One woman said she had worked as an artist in the Port Morris neighborhood for nine years and never worried much about her safety. But with the new shelter, “I am now terrified,” she said.
“Will there be a person escorting me to the subway? If not, I can’t be here,” she said, asking for the exact date of the shelter’s opening so she can leave her current space.
Varlack emphasized that the federal government, not the city, handles immigration and any potential vetting process. Schaeffer said most of the migrants coming to the new shelter are eligible to work, which will give them a purpose in the community.
This information did little to calm residents, many of whom seem to have left the meeting unsatisfied.
The Bronx Times spoke with a resident who declined to give her name but said she worked with children in the South Bronx. To her, the meeting was fruitless.
“You’re just telling us what we don’t want to hear,” she said. “‘Too late, suck it up.’ We’re worried about this.”
The resident said she already worries constantly about the children in her care. “We just lost a boy going to school. What’s next?” she said, referring to 14-year-old Caleb Rijos, who was randomly stabbed to death on East 138th Street on Jan. 10.
Pedro Suarez, director of the Third Avenue Business Improvement District, told the crowd that although the new shelter is not in his catchment area, it will still impact the surrounding community.
He recommended allocating funds to support the area, saying the decision to site the shelter in the South Bronx “has to come with commitments.” And the curfew may not be enough to stop crime, said Suarez.
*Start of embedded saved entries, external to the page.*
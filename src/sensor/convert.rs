//! analog voltage -> unit conversion for converter-backed sensors.
//!
//! the raw voltage is clamped into the calibrated span, mapped linearly
//! (optionally inverted) onto the unit span, and the result clamped again so
//! the output never leaves `[units_min, units_max]`.

/// calibration of one analog channel
#[derive(Debug, Clone, Copy, PartialEq)]
pub struct AnalogConversion {
    pub volts_min: f64,
    pub volts_max: f64,
    pub units_min: f64,
    pub units_max: f64,
    /// higher voltage means a lower unit value (e.g. capacitive soil probes)
    pub inverse: bool,
}

impl AnalogConversion {
    pub fn validate(&self) -> Result<(), String> {
        if !(self.volts_max > self.volts_min) {
            return Err(format!(
                "volts_max ({}) must be greater than volts_min ({})",
                self.volts_max, self.volts_min
            ));
        }
        if !(self.units_max >= self.units_min) {
            return Err(format!(
                "units_max ({}) must not be below units_min ({})",
                self.units_max, self.units_min
            ));
        }
        Ok(())
    }

    pub fn convert(&self, raw_volts: f64) -> f64 {
        let clamped = raw_volts.clamp(self.volts_min, self.volts_max);
        let percent = (clamped - self.volts_min) / (self.volts_max - self.volts_min);
        let span = self.units_max - self.units_min;
        let unit = if self.inverse {
            self.units_max - percent * span
        } else {
            self.units_min + percent * span
        };
        unit.clamp(self.units_min, self.units_max)
    }
}

#[cfg(test)]
mod tests {
    use super::*;
    use proptest::prelude::*;

    fn soil() -> AnalogConversion {
        AnalogConversion {
            volts_min: 0.5,
            volts_max: 2.5,
            units_min: 0.0,
            units_max: 100.0,
            inverse: false,
        }
    }

    #[test]
    fn test_linear_midpoint() {
        assert!((soil().convert(1.5) - 50.0).abs() < 1e-9);
    }

    #[test]
    fn test_inverse_scale() {
        let conv = AnalogConversion { inverse: true, ..soil() };
        assert!((conv.convert(0.5) - 100.0).abs() < 1e-9);
        assert!((conv.convert(2.0) - 25.0).abs() < 1e-9);
    }

    #[test]
    fn test_clamps_out_of_range_voltage() {
        assert_eq!(soil().convert(-3.0), 0.0);
        assert_eq!(soil().convert(12.0), 100.0);
    }

    #[test]
    fn test_validate() {
        assert!(soil().validate().is_ok());
        let flat = AnalogConversion { volts_max: 0.5, ..soil() };
        assert!(flat.validate().is_err());
    }

    proptest! {
        #[test]
        fn prop_output_within_unit_span(
            volts in -1.0e6f64..1.0e6,
            vmin in -10.0f64..10.0,
            vspan in 0.001f64..20.0,
            umin in -1000.0f64..1000.0,
            uspan in 0.0f64..2000.0,
            inverse in any::<bool>(),
        ) {
            let conv = AnalogConversion {
                volts_min: vmin,
                volts_max: vmin + vspan,
                units_min: umin,
                units_max: umin + uspan,
                inverse,
            };
            let unit = conv.convert(volts);
            prop_assert!(unit >= conv.units_min && unit <= conv.units_max);
            // clamping is idempotent: converting an extreme twice lands on the same bound
            prop_assert_eq!(conv.convert(volts.max(conv.volts_max)), conv.convert(conv.volts_max));
        }
    }
}
#[cfg(test)]
mod tests {
    use super::*;
    use crate::config::{AdcConfig, LockConfig, MultiplexerConfig};
    use crate::hal::MockHal;
    use proptest::prelude::*;

    fn device(kind: &str, location: &str) -> DeviceConfig {
        DeviceConfig {
            id: "dev".into(),
            name: String::new(),
            kind: kind.into(),
            location: location.into(),
            i2c_bus: 1,
            period_secs: 60.0,
            pre_relay_id: None,
            pre_relay_secs: 0.0,
            multiplexer: None,
            adc: None,
            edge: None,
            command: None,
            rules: Vec::new(),
        }
    }

    fn adc_device() -> DeviceConfig {
        DeviceConfig {
            multiplexer: Some(MultiplexerConfig { address: "0x70".into(), bus: 1, channel: 3 }),
            adc: Some(AdcConfig {
                channel: 0,
                gain: 1,
                measurement: "moisture".into(),
                volts_min: 0.0,
                volts_max: 3.3,
                units_min: 0.0,
                units_max: 100.0,
                inverse: false,
            }),
            ..device("ads1x15", "0x48")
        }
    }

    #[test]
    fn test_unknown_kind_fails() {
        let err = SensorDriver::from_config(&device("flux-capacitor", "")).unwrap_err();
        assert!(matches!(err, ControllerError::UnknownDeviceKind(k) if k == "flux-capacitor"));
    }

    #[test]
    fn test_kind_aliases() {
        assert_eq!("ADS1x15".parse::<DeviceKind>().unwrap(), DeviceKind::Ads1x15);
        assert_eq!("RPi".parse::<DeviceKind>().unwrap(), DeviceKind::CpuTemp);
        assert_eq!("LinuxCommand".parse::<DeviceKind>().unwrap(), DeviceKind::Command);
    }

    #[test]
    fn test_missing_sections_are_invalid() {
        assert!(matches!(
            SensorDriver::from_config(&device("ads1x15", "0x48")),
            Err(ControllerError::InvalidDevice { .. })
        ));
        assert!(matches!(
            SensorDriver::from_config(&device("dht22", "not-a-pin")),
            Err(ControllerError::InvalidDevice { .. })
        ));
    }

    #[tokio::test]
    async fn test_adc_read_holds_locks_and_converts() {
        let dir = tempfile::tempdir().unwrap();
        let locks = Arc::new(
            LockManager::new(&LockConfig { dir: dir.path().to_path_buf(), ..LockConfig::default() })
                .unwrap(),
        );
        let hal = Arc::new(MockHal::new());
        hal.push_voltage(Some(1.65));
        let source = MeasurementSource::from_config(&adc_device(), hal.clone(), locks).unwrap();

        let sample = source.next().await.unwrap();
        assert!((sample.get("moisture").unwrap() - 50.0).abs() < 1e-9);
        assert_eq!(sample.get("voltage"), Some(1.65));
        assert_eq!(hal.mux_selects(), vec![(1, 0x70, 3)]);
        // both locks released
        assert_eq!(std::fs::read_dir(dir.path()).unwrap().count(), 0);
    }

    #[tokio::test]
    async fn test_failed_read_still_releases_locks() {
        let dir = tempfile::tempdir().unwrap();
        let locks = Arc::new(
            LockManager::new(&LockConfig { dir: dir.path().to_path_buf(), ..LockConfig::default() })
                .unwrap(),
        );
        let hal = Arc::new(MockHal::new());
        hal.push_voltage(None);
        let source = MeasurementSource::from_config(&adc_device(), hal, locks).unwrap();

        assert!(matches!(source.next().await, Err(AcquisitionError::Hardware(_))));
        assert_eq!(std::fs::read_dir(dir.path()).unwrap().count(), 0);
    }

    #[tokio::test]
    async fn test_command_sensor_parses_stdout() {
        assert_eq!(run_command_sensor("echo 21.5").await.unwrap(), 21.5);
        assert!(matches!(run_command_sensor("echo nope").await, Err(AcquisitionError::Parse(_))));
        assert!(matches!(run_command_sensor("exit 3").await, Err(AcquisitionError::NoReading(_))));
    }

    #[test]
    fn test_dew_point() {
        // 25C at 50% RH is about 13.9C dew point
        assert!((dew_point(25.0, 50.0) - 13.85).abs() < 0.1);
    }

    #[test]
    fn test_failure_tracker_escalates_on_third() {
        let mut tracker = FailureTracker::default();
        assert!(!tracker.record_failure());
        assert!(!tracker.record_failure());
        assert!(tracker.record_failure());
        assert_eq!(tracker.consecutive(), 0);
        assert!(!tracker.record_failure());
        tracker.record_success();
        assert!(!tracker.record_failure());
        assert!(!tracker.record_failure());
        assert_eq!(tracker.escalations(), 1);
    }

    proptest! {
        #[test]
        fn prop_escalations_match_failure_runs(outcomes in proptest::collection::vec(any::<bool>(), 0..200)) {
            let mut tracker = FailureTracker::default();
            let mut expected = 0u64;
            let mut run = 0u32;
            for ok in &outcomes {
                if *ok {
                    tracker.record_success();
                    expected += (run / ESCALATE_AFTER) as u64;
                    run = 0;
                } else {
                    tracker.record_failure();
                }
                if !*ok { run += 1; }
            }
            expected += (run / ESCALATE_AFTER) as u64;
            prop_assert_eq!(tracker.escalations(), expected);
        }
    }
}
“It’s what happens when people are going to school and work, not just 11 p.m. to 6 a.m.,” he said. “This community’s very much on a precipice right now.”
Gabriel DeJesus, president of the 40th Precinct Community Council, told the Bronx Times that the meeting was “not productive at all.”
In a statement on social media after the meeting, the precinct council said the plan overburdens a community already inundated with drug activity, violence and “emotionally disturbed persons.”
The precinct council proposes in that statement “smaller, decentralized shelters with comprehensive support services” along with workforce development opportunities. Above all, the statement said, “Transparency in the planning and implementation of such projects is not optional — it is a must.”
Varlack said although the administration got off to a bad start, it remained committed to “regular conversations with the community” going forward. Guiliani said once the site is open, it will have a publicly-available email address and phone number for residents to report any issues.
As the plan drives forward, Barber echoed the need for open communication and called on residents to organize and continue opposing it, even if the ink is already dried.
“Let this be a lesson learned to the Adams administration and every administration — it’s the voice of the people that counts.”